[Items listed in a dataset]
-- Opening Marker --

//! LLVM IR generation for RX modules.
//!
//! The IR generator runs one pass over the typed AST and produces a
//! module-level text buffer. All storage is word-addressed: every scalar
//! occupies one 64-bit slot, aggregates occupy contiguous runs of slots,
//! and references are pointers into that slot space. Lowering is split
//! across this directory the same way the pipeline is layered:
//!
//! - `helpers`: type layout, fresh names, coercions, slot copies
//! - `expr`: expression lowering to `Value`s
//! - `stmt`: statement lowering and block termination tracking
//! - `emit`: per-function emission and signature assembly
//! - `runtime_decls`: runtime declarations and the builtin C stub
//!
//! `ModuleEmitter` owns all module-level state (analyzer handle, string
//! literal interning, emitted text) and is passed explicitly to every
//! emission routine; there is no global state.

use anyhow::Result;
use rx_ast::{Item, Module, TypeRef};
use std::collections::{HashMap, HashSet};
use std::fmt::Write as _;

use crate::types::SemanticAnalyzer;
use crate::CompileOptions;

mod emit;
mod expr;
mod helpers;
pub mod runtime_decls;
mod stmt;

/// IR-level type of a lowered value.
#[derive(Debug, Clone, Copy, PartialEq, Eq)]
pub enum IrType {
    I64,
    I1,
    Ptr,
}

impl IrType {
    pub fn as_str(self) -> &'static str {
        match self {
            IrType::I64 => "i64",
            IrType::I1 => "i1",
            IrType::Ptr => "ptr",
        }
    }
}

/// A lowered expression result: a symbolic SSA name or literal plus the
/// metadata lowering needs to consume it correctly.
#[derive(Debug, Clone)]
pub struct Value {
    /// The SSA name (`%t7`) or inline constant (`42`).
    pub name: String,
    pub ty: IrType,
    /// True when `name` is a pointer to addressable storage (assignment
    /// targets, `&` operands, auto-deref sources).
    pub is_lvalue_ptr: bool,
    /// True when the pointer comes from an `alloca [N x i64]`, which keeps
    /// GEPs on it typed against the array.
    pub array_alloca: bool,
    /// Total slots behind the pointer when it denotes an aggregate.
    pub slots: usize,
}

impl Value {
    /// An inline `i64` constant; emits no instructions.
    pub fn imm(n: i64) -> Value {
        Value {
            name: n.to_string(),
            ty: IrType::I64,
            is_lvalue_ptr: false,
            array_alloca: false,
            slots: 1,
        }
    }

    /// A scalar `i64` temporary.
    pub fn scalar(name: String) -> Value {
        Value {
            name,
            ty: IrType::I64,
            is_lvalue_ptr: false,
            array_alloca: false,
            slots: 1,
        }
    }

    /// An `i1` temporary.
    pub fn boolean(name: String) -> Value {
        Value {
            name,
            ty: IrType::I1,
            is_lvalue_ptr: false,
            array_alloca: false,
            slots: 1,
        }
    }

    /// Placeholder result for value-less contexts (e.g. a call to `exit`).
    pub fn fallback() -> Value {
        Value::imm(0)
    }
}

/// Memory layout of a source type in 64-bit slots.
#[derive(Debug, Clone, Copy, PartialEq, Eq)]
pub struct TypeLayout {
    /// Number of i64 slots occupied.
    pub slots: usize,
    /// True for structs, tuples, and arrays.
    pub aggregate: bool,
    /// True for arrays (including array-typed fields).
    pub array_like: bool,
}

impl TypeLayout {
    pub const SCALAR: TypeLayout = TypeLayout {
        slots: 1,
        aggregate: false,
        array_like: false,
    };
}

/// Per-variable lowering state.
#[derive(Debug, Clone)]
pub struct VarInfo {
    pub ty: TypeRef,
    /// Layout of the stored value (for references, of the referent).
    pub layout: TypeLayout,
    /// Pointer to the variable's storage, or the aliased target pointer for
    /// non-slot reference bindings.
    pub ptr: String,
    pub array_alloca: bool,
    /// True when the variable binds a reference (a raw pointer).
    pub is_ref_binding: bool,
    /// True when the reference pointer itself lives in an `alloca ptr` slot
    /// and must be reloaded at each use.
    pub ref_is_raw_slot: bool,
}

/// Per-function mutable emission state, created at function entry and
/// discarded once the function text is assembled.
pub struct FunctionCtx {
    pub name: String,
    pub returns_void: bool,
    pub aggregate_return: bool,
    pub ret_layout: TypeLayout,
    /// The sret parameter name when `aggregate_return` is set.
    pub ret_ptr: String,
    temp_id: u32,
    label_id: u32,
    /// Instruction text for everything after the entry allocas.
    pub body: String,
    /// Alloca lines hoisted to the entry block.
    pub entry_allocas: Vec<String>,
    pub current_label: String,
    /// True once the current block has a terminator; further instructions
    /// are suppressed until a new label is started.
    pub terminated: bool,
    pub vars: HashMap<String, VarInfo>,
    pub break_label: Option<String>,
    pub continue_label: Option<String>,
    /// Alloca names already handed out, to keep shadowed locals distinct.
    slot_names: HashSet<String>,
}

impl FunctionCtx {
    pub fn new(name: &str) -> Self {
        FunctionCtx {
            name: name.to_string(),
            returns_void: false,
            aggregate_return: false,
            ret_layout: TypeLayout::SCALAR,
            ret_ptr: String::new(),
            temp_id: 0,
            label_id: 0,
            body: String::new(),
            entry_allocas: Vec::new(),
            current_label: "entry".to_string(),
            terminated: false,
            vars: HashMap::new(),
            break_label: None,
            continue_label: None,
            slot_names: HashSet::new(),
        }
    }
}

/// Module-level emission state for a single compilation.
pub struct ModuleEmitter<'a> {
    pub analyzer: &'a SemanticAnalyzer,
    target_triple: String,
    target_datalayout: String,
    /// Interned string literal contents -> global name.
    string_literals: HashMap<String, String>,
    next_str_id: u32,
    /// Emitted `@.str.N` global definitions.
    string_globals: String,
    /// Emitted function definitions, in declaration order.
    functions: String,
}

impl<'a> ModuleEmitter<'a> {
    pub fn new(analyzer: &'a SemanticAnalyzer, options: &CompileOptions) -> Self {
        ModuleEmitter {
            analyzer,
            target_triple: options
                .target_triple
                .clone()
                .unwrap_or_else(|| runtime_decls::DEFAULT_TRIPLE.to_string()),
            target_datalayout: options
                .target_datalayout
                .clone()
                .unwrap_or_else(|| runtime_decls::DEFAULT_DATALAYOUT.to_string()),
            string_literals: HashMap::new(),
            next_str_id: 0,
            string_globals: String::new(),
            functions: String::new(),
        }
    }

    /// Assemble the final module text: target strings, string globals, the
    /// runtime declarations, synthesized prototypes for called-but-undefined
    /// functions, then the function definitions.
    fn finish(self) -> String {
        let mut out = String::new();
        let _ = writeln!(out, "target datalayout = \"{}\"", self.target_datalayout);
        let _ = writeln!(out, "target triple = \"{}\"", self.target_triple);
        out.push('\n');

        if !self.string_globals.is_empty() {
            out.push_str(&self.string_globals);
            out.push('\n');
        }

        out.push_str(runtime_decls::runtime_declarations());

        let mut externs: Vec<(&String, &usize)> = self
            .analyzer
            .decl_arity()
            .iter()
            .filter(|(name, _)| {
                self.analyzer.fn_sig(name.as_str()).is_none()
                    && !runtime_decls::is_runtime_fn(name.as_str())
            })
            .collect();
        externs.sort();
        for (name, arity) in externs {
            let params = vec!["i64"; *arity].join(", ");
            let _ = writeln!(out, "declare i64 @{}({})", name, params);
        }
        out.push('\n');

        out.push_str(&self.functions);
        out
    }
}

/// Lower a whole analyzed module to LLVM IR text. This is the unwind
/// boundary for code generation: any error discards the partial buffers.
pub fn generate_ir(
    module: &Module,
    analyzer: &SemanticAnalyzer,
    options: &CompileOptions,
) -> Result<String> {
    let mut emitter = ModuleEmitter::new(analyzer, options);
    for item in &module.items {
        if let Item::Fn(f) = item {
            emitter.emit_function(f)?;
        }
    }
    Ok(emitter.finish())
}
//! Expression lowering.
//!
//! `emit_expr` translates one expression node into a `Value`, appending
//! instructions to the function body. Scalars produce `i64`/`i1` rvalues;
//! place expressions (variables, field access, indexing, `*`) produce
//! lvalue pointers that consumers load through on demand; `&`/`&mut`
//! return the place's pointer as a plain rvalue.

use anyhow::{bail, Result};
use rx_ast::*;

use super::{FunctionCtx, IrType, ModuleEmitter, Value};
use crate::types::{builtin_sig, FunctionSig};

/// Fold literal integer expressions (including unary minus chains) so they
/// lower to inline constants without emitting instructions.
pub fn const_int(expr: &Expr) -> Option<i64> {
    match &expr.kind {
        ExprKind::Int(n) => Some(*n),
        ExprKind::Unary(u) if u.op == UnaryOp::Neg => const_int(&u.expr).map(i64::wrapping_neg),
        _ => None,
    }
}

-- Closing Marker --

Exercise description:
Once you find the line with "target_datalayout: options" above, print it and every line after it up to and including the line with "string globals, the", exactly as written and nothing else.

Response to this task:
            target_datalayout: options
                .target_datalayout
                .clone()
                .unwrap_or_else(|| runtime_decls::DEFAULT_DATALAYOUT.to_string()),
            string_literals: HashMap::new(),
            next_str_id: 0,
            string_globals: String::new(),
            functions: String::new(),
        }
    }

    /// Assemble the final module text: target strings, string globals, the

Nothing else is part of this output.